It must have been the moment that Osama bin Laden had long expected. The point at which the intelligence trail eventually led US special forces, literally, to his front door. He has certainly had plenty of time to ponder his future. But in the decade that he had been the world’s most wanted man, how often had he objectively reviewed the success of his bloody campaign to rid the Islamic world not just of western influence but of any influence other than his own brand of extreme jihad?
Hardly at all, I suspect. Self doubt and sober reflection were unlikely to have figured prominently in bin Laden’s life. Indeed, he probably died as convinced as ever that his own perverse ideology would prevail even though the remaining potency of the al-Qaida brand had long since been franchised out to surrogate groups in Yemen, the Maghreb and elsewhere. His own influence and that of the original central command of the movement he helped found had diminished markedly over the years and as an agent of dramatic change his power had waned.
In the short-term, there will be a need for extra vigilance to guard against any potential violent backlash. And we are helping our clients to check that their security measures are adequate for what may be a period of heightened threat from die-hard bin Laden loyalists. This risk will be eased if western reaction is tempered with humility, an avoidance of triumphalism and a recognition that the Arab and Islamic world has moved on dramatically since the world’s largest manhunt was launched shortly after the 9/11 attacks.

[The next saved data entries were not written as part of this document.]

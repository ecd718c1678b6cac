use std::fs;
use tracing_subscriber::{fmt, prelude::*, EnvFilter};

use crate::config::LoggingConfig;

/// `RUST_LOG` when set and parseable, otherwise the configured default directive
fn env_filter(config: &LoggingConfig) -> EnvFilter {
    EnvFilter::try_from_default_env().unwrap_or_else(|_| EnvFilter::new(&config.default_filter))
}

/// Console output on stderr plus JSON lines in a daily-rolling file under
/// `config.directory`.
pub fn init_logging(config: &LoggingConfig) {
    let _ = fs::create_dir_all(&config.directory);

    let file_appender = tracing_appender::rolling::daily(&config.directory, &config.file_name);
    let (non_blocking_writer, guard) = tracing_appender::non_blocking(file_appender);

    let file_layer = fmt::layer().json().with_writer(non_blocking_writer);

    let console_layer = fmt::layer()
        .with_target(true)
        .with_writer(std::io::stderr);

    tracing_subscriber::registry()
        .with(env_filter(config))
        .with(file_layer)
        .with(console_layer)
        .init();

    // Flushes on drop; the subscriber lives for the whole process
    std::mem::forget(guard);
}
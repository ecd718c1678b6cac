use jsonschema::JSONSchema;
use serde_json::Value;
use std::fs;
use std::path::Path;

use crate::error::{IngestError, Result};
use crate::types::RawPayload;

pub const RAW_PAYLOAD_SCHEMA: &str = include_str!("../schemas/raw_payload.v1.json");

/// Check the top-level shape of a raw payload against the bundled schema
pub fn validate_payload_shape(value: &Value) -> Result<()> {
    let schema: Value = serde_json::from_str(RAW_PAYLOAD_SCHEMA)?;
    let compiled = JSONSchema::compile(&schema)
        .map_err(|e| IngestError::Config(format!("raw payload schema does not compile: {e}")))?;

    if let Err(errors) = compiled.validate(value) {
        let messages: Vec<String> = errors
            .map(|e| format!("{} at '{}'", e, e.instance_path))
            .collect();
        return Err(IngestError::MalformedPayload(messages.join("; ")));
    }
    Ok(())
}

pub fn parse_payload(value: Value) -> Result<RawPayload> {
    validate_payload_shape(&value)?;
    serde_json::from_value(value).map_err(|e| IngestError::MalformedPayload(e.to_string()))
}

/// Read and shape-check a payload file; unreadable JSON is as fatal as a wrong shape
pub fn read_payload(path: &Path) -> Result<RawPayload> {
    let content = fs::read_to_string(path)?;
    let value: Value = serde_json::from_str(&content)
        .map_err(|e| IngestError::MalformedPayload(format!("{}: {}", path.display(), e)))?;
    parse_payload(value)
}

For despite his still iconic status, bin Laden died an anachronism. The wave of change that has rolled across the Arab world this spring owes nothing to al-Qaida’s plans to restore a centuries old caliphate to the Middle East. In each country, the causes have been different. But there have been common threads of popular, secular frustration with corruption, cronyism, repression and economic incompetence. Religion has been a noticeably absent factor in the unrest. It is the Facebook not the Tora Bora generation that has stepped forward to challenge the authority of regimes right across the region.
Bin Laden’s death may well be used to accelerate the US and allied withdrawal from Afghanistan, to herald the beginning of the end of America’s entanglement in that country. That is inevitable and no doubt will be politically convenient in a pre-election year ahead of the tenth anniversary of the September 11th attacks. But the symbolism surrounding his death goes further than Afghanistan.

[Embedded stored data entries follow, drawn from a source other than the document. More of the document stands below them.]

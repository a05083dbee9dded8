//! Property checks for the codecs and similarity metrics.
//!
//! Inputs come from seeded generators so every run sees the same cases.

use molfp_core::similarity::bitmap::{pair_counts, PopcountPath};
use molfp_core::similarity::{bitmap, sparse};
use molfp_core::{
    all_values_above, count_range_overlap, streaming_dice, BitmapFingerprint, ByteA,
    SparseFingerprint,
};
use rand::rngs::StdRng;
use rand::{Rng, SeedableRng};

// ============================================================================
// Helpers
// ============================================================================

fn random_bytes(rng: &mut StdRng, len: usize, density: f64) -> Vec<u8> {
    (0..len)
        .map(|_| {
            (0..8).fold(0u8, |b, bit| {
                if rng.gen_bool(density) {
                    b | (1 << bit)
                } else {
                    b
                }
            })
        })
        .collect()
}

fn random_sparse(rng: &mut StdRng, width: u32, max_len: usize) -> SparseFingerprint {
    let len = rng.gen_range(0..=max_len);
    let entries: Vec<(u32, i32)> = (0..len)
        .map(|_| (rng.gen_range(0..width), rng.gen_range(1..40)))
        .collect();
    SparseFingerprint::from_entries(width, entries).unwrap()
}

// ============================================================================
// Bitmap metrics
// ============================================================================

#[test]
fn test_tanimoto_self_is_one_unless_empty() {
    let mut rng = StdRng::seed_from_u64(7);
    for len in [1usize, 3, 4, 21, 64, 128, 256] {
        let a = random_bytes(&mut rng, len, 0.3);
        let expected = if a.iter().all(|b| *b == 0) { 0.0 } else { 1.0 };
        assert_eq!(bitmap::tanimoto(&a, &a).unwrap(), expected, "len {len}");
    }
    assert_eq!(bitmap::tanimoto(&[0u8; 64], &[0u8; 64]).unwrap(), 0.0);
}

#[test]
fn test_dice_symmetric_and_bounded() {
    let mut rng = StdRng::seed_from_u64(11);
    for _ in 0..200 {
        let len = rng.gen_range(0..80);
        let a = random_bytes(&mut rng, len, 0.2);
        let b = random_bytes(&mut rng, len, 0.5);
        let ab = bitmap::dice(&a, &b).unwrap();
        let ba = bitmap::dice(&b, &a).unwrap();
        assert_eq!(ab, ba);
        assert!((0.0..=1.0).contains(&ab));
    }
}

#[test]
fn test_word_and_byte_paths_agree() {
    let mut rng = StdRng::seed_from_u64(13);
    for len in 0..=67usize {
        let a = random_bytes(&mut rng, len, 0.4);
        let b = random_bytes(&mut rng, len, 0.4);
        assert_eq!(
            pair_counts(&a, &b, PopcountPath::Word).unwrap(),
            pair_counts(&a, &b, PopcountPath::Bytewise).unwrap(),
            "len {len}"
        );
    }
}

#[test]
fn test_tversky_matches_tanimoto_and_dice() {
    let mut rng = StdRng::seed_from_u64(17);
    for _ in 0..100 {
        let a = random_bytes(&mut rng, 64, 0.25);
        let b = random_bytes(&mut rng, 64, 0.25);
        let t = bitmap::tanimoto(&a, &b).unwrap();
        let d = bitmap::dice(&a, &b).unwrap();
        assert!((bitmap::tversky(&a, &b, 1.0, 1.0).unwrap() - t).abs() < 1e-12);
        assert!((bitmap::tversky(&a, &b, 0.5, 0.5).unwrap() - d).abs() < 1e-12);
    }
}

// ============================================================================
// Sparse metrics
// ============================================================================

#[test]
fn test_streaming_dice_matches_materialized() {
    let mut rng = StdRng::seed_from_u64(23);
    for _ in 0..300 {
        let a = random_sparse(&mut rng, 2048, 40);
        let b = random_sparse(&mut rng, 2048, 40);
        let streamed = streaming_dice(&a.to_wire(), &b.to_wire()).unwrap();
        let materialized = sparse::dice(&a, &b).unwrap();
        assert!(
            (streamed - materialized).abs() < 1e-9,
            "{streamed} vs {materialized}"
        );
    }
}

#[test]
fn test_streaming_dice_overlapping_key_spaces() {
    // small width forces many shared keys
    let mut rng = StdRng::seed_from_u64(29);
    for _ in 0..300 {
        let a = random_sparse(&mut rng, 16, 12);
        let b = random_sparse(&mut rng, 16, 12);
        let streamed = streaming_dice(&a.to_wire(), &b.to_wire()).unwrap();
        assert!((streamed - a.dice(&b).unwrap()).abs() < 1e-9);
        assert!((streamed - b.dice(&a).unwrap()).abs() < 1e-9);
    }
}

#[test]
fn test_sparse_tanimoto_bounds() {
    let mut rng = StdRng::seed_from_u64(31);
    for _ in 0..100 {
        let a = random_sparse(&mut rng, 256, 20);
        let b = random_sparse(&mut rng, 256, 20);
        let t = a.tanimoto(&b).unwrap();
        assert!((0.0..=1.0).contains(&t));
        assert!(t <= a.dice(&b).unwrap() + 1e-12);
    }
}

#[test]
fn test_threshold_scan_example() {
    let fp = SparseFingerprint::from_entries(64, [(3, 2), (10, 5), (30, 9)]).unwrap();
    let wire = fp.to_wire();
    assert!(all_values_above(&wire, 1).unwrap());
    assert!(!all_values_above(&wire, 5).unwrap());
}

// ============================================================================
// Codecs
// ============================================================================

#[test]
fn test_bitmap_varlena_round_trip() {
    let mut rng = StdRng::seed_from_u64(37);
    for len in [0usize, 1, 21, 64, 256] {
        let payload = random_bytes(&mut rng, len, 0.5);
        let stored = ByteA::from(payload).to_varlena();
        let fp = BitmapFingerprint::from_varlena(&stored).unwrap();
        assert_eq!(fp.to_varlena(), stored);
    }
}

#[test]
fn test_sparse_varlena_round_trip() {
    let mut rng = StdRng::seed_from_u64(41);
    for _ in 0..50 {
        let fp = random_sparse(&mut rng, 1 << 20, 64);
        let stored = fp.to_varlena();
        let back = SparseFingerprint::from_varlena(&stored).unwrap();
        assert_eq!(back.to_varlena(), stored);
        assert_eq!(back, fp);
    }
}

#[test]
fn test_range_overlap_low_never_exceeds_high() {
    let mut rng = StdRng::seed_from_u64(43);
    for _ in 0..100 {
        let stored = random_sparse(&mut rng, 4096, 30);
        let query = random_sparse(&mut rng, 4096, 30);
        let ranges = stored.to_range_compressed(32).unwrap();
        let r = count_range_overlap(&ranges, &query).unwrap();
        assert!(r.overlap_low <= r.overlap_high);
        assert!(r.query_sum >= r.overlap_high);
    }
}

The problems of religious alienation, poor education and poverty that were the root causes of al-Qaida’s support and provided the organisation, in the eyes of some, with legitimacy remain largely unresolved. The heightened sense of raised expectations triggered by the Arab Spring only intensifies the need for concerted action to tackle these problems. Failure to do so risks opening the door for the next generation of violent radicals to exploit other people’s suffering for their own ends. Doing business across this part of the world requires a special sensitivity to how finely balanced the future is in many of these countries. And history clearly demonstrates how thwarted expectations are the breeding grounds for extremism.

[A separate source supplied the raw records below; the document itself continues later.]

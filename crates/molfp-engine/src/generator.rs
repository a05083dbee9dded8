//! Fingerprint generation on top of a [`ChemistryEngine`].
//!
//! The generator picks the configured width for each algorithm, checks what
//! the engine hands back, and converts it into the core fingerprint types.
//! Engine failures become [`FingerprintError::Generation`], or a warning and
//! an empty result when soft failures are enabled.

use crate::algorithm::{Algorithm, BitmapAlgorithm, Invariants, SparseAlgorithm};
use crate::config::GeneratorConfig;
use crate::engine::ChemistryEngine;
use molfp_core::bitmap::bytes_for_bits;
use molfp_core::{
    BitmapFingerprint, Fingerprint, FingerprintError, Result, SparseFingerprint, MACCS_FP_SIZE,
};
use std::collections::BTreeMap;
use tracing::{debug, warn};

/// Width of unfolded Morgan count vectors.
pub const MORGAN_SPARSE_WIDTH: u32 = u32::MAX;

fn generation_error(algorithm: impl ToString, reason: impl ToString) -> FingerprintError {
    FingerprintError::Generation {
        algorithm: algorithm.to_string(),
        reason: reason.to_string(),
    }
}

/// Produces bitmap and sparse fingerprints for molecules of engine `E`.
pub struct FingerprintGenerator<E> {
    engine: E,
    config: GeneratorConfig,
}

impl<E: ChemistryEngine> FingerprintGenerator<E> {
    pub fn new(engine: E, config: GeneratorConfig) -> Self {
        Self { engine, config }
    }

    pub fn config(&self) -> &GeneratorConfig {
        &self.config
    }

    pub fn engine(&self) -> &E {
        &self.engine
    }

    /// Bitmap width used for `algorithm`.
    pub fn bitmap_width(&self, algorithm: &BitmapAlgorithm) -> usize {
        match algorithm {
            BitmapAlgorithm::Pattern => self.config.sss_bits,
            BitmapAlgorithm::Layered { .. } | BitmapAlgorithm::Rdkit { .. } => {
                self.config.layered_bits
            }
            BitmapAlgorithm::Morgan { .. } => self.config.morgan_bits,
            BitmapAlgorithm::AtomPair => self.config.pair_bits,
            BitmapAlgorithm::TopologicalTorsion => self.config.torsion_bits,
            BitmapAlgorithm::Maccs => MACCS_FP_SIZE,
        }
    }

    /// Sparse width used for `algorithm`.
    pub fn sparse_width(&self, algorithm: &SparseAlgorithm) -> Result<u32> {
        let width = match algorithm {
            SparseAlgorithm::Morgan { .. } => return Ok(MORGAN_SPARSE_WIDTH),
            SparseAlgorithm::AtomPair => self.config.pair_bits,
            SparseAlgorithm::TopologicalTorsion => self.config.torsion_bits,
        };
        u32::try_from(width)
            .map_err(|_| generation_error(algorithm, format!("width {width} exceeds u32")))
    }

    /// Generate a bitmap fingerprint with any bitmap algorithm.
    pub fn bitmap(
        &self,
        mol: &E::Molecule,
        algorithm: &BitmapAlgorithm,
    ) -> Result<Option<BitmapFingerprint>> {
        let result = self.try_bitmap(mol, algorithm);
        self.soften(algorithm, result)
    }

    /// Generate a sparse fingerprint with any sparse algorithm.
    pub fn sparse(
        &self,
        mol: &E::Molecule,
        algorithm: &SparseAlgorithm,
    ) -> Result<Option<SparseFingerprint>> {
        let result = self.try_sparse(mol, algorithm);
        self.soften(algorithm, result)
    }

    /// Generate either kind, tagged.
    pub fn generate(&self, mol: &E::Molecule, algorithm: Algorithm) -> Result<Option<Fingerprint>> {
        Ok(match algorithm {
            Algorithm::Bitmap(a) => self.bitmap(mol, &a)?.map(Fingerprint::from),
            Algorithm::Sparse(a) => self.sparse(mol, &a)?.map(Fingerprint::from),
        })
    }

    /// Substructure-screening signature.
    pub fn signature(&self, mol: &E::Molecule) -> Result<Option<BitmapFingerprint>> {
        self.bitmap(mol, &BitmapAlgorithm::Pattern)
    }

    pub fn layered(&self, mol: &E::Molecule) -> Result<Option<BitmapFingerprint>> {
        self.bitmap(mol, &BitmapAlgorithm::layered())
    }

    pub fn rdkit(&self, mol: &E::Molecule) -> Result<Option<BitmapFingerprint>> {
        self.bitmap(mol, &BitmapAlgorithm::rdkit())
    }

    /// Morgan bitmap. `None` uses the configured radius.
    pub fn morgan_bitmap(
        &self,
        mol: &E::Molecule,
        radius: Option<u32>,
    ) -> Result<Option<BitmapFingerprint>> {
        let algorithm = BitmapAlgorithm::morgan(self.radius(radius), Invariants::Connectivity);
        self.bitmap(mol, &algorithm)
    }

    pub fn feat_morgan_bitmap(
        &self,
        mol: &E::Molecule,
        radius: Option<u32>,
    ) -> Result<Option<BitmapFingerprint>> {
        let algorithm = BitmapAlgorithm::morgan(self.radius(radius), Invariants::Feature);
        self.bitmap(mol, &algorithm)
    }

    /// Unfolded Morgan counts. `None` uses the configured radius.
    pub fn morgan_sparse(
        &self,
        mol: &E::Molecule,
        radius: Option<u32>,
    ) -> Result<Option<SparseFingerprint>> {
        let algorithm = SparseAlgorithm::Morgan {
            radius: self.radius(radius),
            invariants: Invariants::Connectivity,
        };
        self.sparse(mol, &algorithm)
    }

    pub fn feat_morgan_sparse(
        &self,
        mol: &E::Molecule,
        radius: Option<u32>,
    ) -> Result<Option<SparseFingerprint>> {
        let algorithm = SparseAlgorithm::Morgan {
            radius: self.radius(radius),
            invariants: Invariants::Feature,
        };
        self.sparse(mol, &algorithm)
    }

    pub fn atom_pair_bitmap(&self, mol: &E::Molecule) -> Result<Option<BitmapFingerprint>> {
        self.bitmap(mol, &BitmapAlgorithm::AtomPair)
    }

    pub fn atom_pair_sparse(&self, mol: &E::Molecule) -> Result<Option<SparseFingerprint>> {
        self.sparse(mol, &SparseAlgorithm::AtomPair)
    }

    pub fn torsion_bitmap(&self, mol: &E::Molecule) -> Result<Option<BitmapFingerprint>> {
        self.bitmap(mol, &BitmapAlgorithm::TopologicalTorsion)
    }

    pub fn torsion_sparse(&self, mol: &E::Molecule) -> Result<Option<SparseFingerprint>> {
        self.sparse(mol, &SparseAlgorithm::TopologicalTorsion)
    }

    pub fn maccs(&self, mol: &E::Molecule) -> Result<Option<BitmapFingerprint>> {
        self.bitmap(mol, &BitmapAlgorithm::Maccs)
    }

    fn radius(&self, radius: Option<u32>) -> u32 {
        radius.unwrap_or(self.config.morgan_radius)
    }

    fn try_bitmap(
        &self,
        mol: &E::Molecule,
        algorithm: &BitmapAlgorithm,
    ) -> Result<Option<BitmapFingerprint>> {
        let width = self.bitmap_width(algorithm);
        let Some(bytes) = self
            .engine
            .bitmap(mol, algorithm, width)
            .map_err(|e| generation_error(algorithm, format!("{e:#}")))?
        else {
            return Ok(None);
        };

        let expected = bytes_for_bits(width);
        if bytes.len() != expected {
            return Err(generation_error(
                algorithm,
                format!("expected {expected} bytes for {width} bits, got {}", bytes.len()),
            ));
        }

        let fp = BitmapFingerprint::from_bytes(bytes);
        debug!(
            algorithm = %algorithm,
            width,
            popcount = fp.popcount(),
            "Generated bitmap fingerprint"
        );
        Ok(Some(fp))
    }

    fn try_sparse(
        &self,
        mol: &E::Molecule,
        algorithm: &SparseAlgorithm,
    ) -> Result<Option<SparseFingerprint>> {
        let width = self.sparse_width(algorithm)?;
        let Some(counts) = self
            .engine
            .sparse(mol, algorithm, width)
            .map_err(|e| generation_error(algorithm, format!("{e:#}")))?
        else {
            return Ok(None);
        };

        // repeated keys accumulate
        let mut merged: BTreeMap<u32, i64> = BTreeMap::new();
        for (key, count) in counts {
            if key >= width {
                return Err(generation_error(
                    algorithm,
                    format!("key {key} outside width {width}"),
                ));
            }
            let slot = merged.entry(key).or_insert(0);
            *slot = slot.checked_add(count).ok_or_else(|| {
                generation_error(algorithm, format!("count overflow at key {key}"))
            })?;
        }

        let mut fp = SparseFingerprint::new(width);
        for (key, count) in merged {
            let value = i32::try_from(count).map_err(|_| {
                generation_error(algorithm, format!("count {count} at key {key} exceeds i32"))
            })?;
            fp.set(key, value)?;
        }

        debug!(
            algorithm = %algorithm,
            width,
            elements = fp.len(),
            "Generated sparse fingerprint"
        );
        Ok(Some(fp))
    }

    fn soften<T>(
        &self,
        algorithm: &dyn std::fmt::Display,
        result: Result<Option<T>>,
    ) -> Result<Option<T>> {
        match result {
            Err(e) if self.config.soft_failures => {
                warn!(algorithm = %algorithm, error = %e, "Fingerprint generation failed");
                Ok(None)
            }
            other => other,
        }
    }
}
//! Configuration module - Environment-based configuration

use std::env;

/// CLI configuration loaded from environment variables
#[derive(Debug, Clone, PartialEq)]
pub struct CliConfig {
    /// Log filter used when `RUST_LOG` is unset
    pub log_level: String,
    /// Bitmap width for `fold`
    pub fold_bits: usize,
    /// Bucket count for `range`
    pub range_ints: usize,
    pub tversky_alpha: f64,
    pub tversky_beta: f64,
}

impl Default for CliConfig {
    fn default() -> Self {
        Self {
            log_level: "info".to_string(),
            fold_bits: molfp_core::SSS_FP_SIZE,
            range_ints: 64,
            tversky_alpha: 1.0,
            tversky_beta: 1.0,
        }
    }
}

impl CliConfig {
    /// Load configuration from environment variables
    pub fn from_env() -> Self {
        Self::from_lookup(|key| env::var(key).ok())
    }

    /// Unparsable values fall back to their defaults
    pub fn from_lookup(lookup: impl Fn(&str) -> Option<String>) -> Self {
        let d = Self::default();
        Self {
            log_level: lookup("MOLFP_LOG").unwrap_or(d.log_level),
            fold_bits: lookup("MOLFP_FOLD_BITS")
                .and_then(|v| v.parse().ok())
                .unwrap_or(d.fold_bits),
            range_ints: lookup("MOLFP_RANGE_INTS")
                .and_then(|v| v.parse().ok())
                .unwrap_or(d.range_ints),
            tversky_alpha: lookup("MOLFP_TVERSKY_ALPHA")
                .and_then(|v| v.parse().ok())
                .unwrap_or(d.tversky_alpha),
            tversky_beta: lookup("MOLFP_TVERSKY_BETA")
                .and_then(|v| v.parse().ok())
                .unwrap_or(d.tversky_beta),
        }
    }
}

The tragedy would be if the main beneficiary of the wave of protests that has swept across North Africa and the Middle-East over the last few weeks turned out to be the political philosophy of bin Laden rather than the people who have taken to the streets from Tripoli to Damascus. In most countries – notably Iraq – al-Qaida has failed to take root. In others it is on the wane and in only a few does it remain a virulent force. With bin Laden’s death there is a renewed imperative to ensure that remains the case.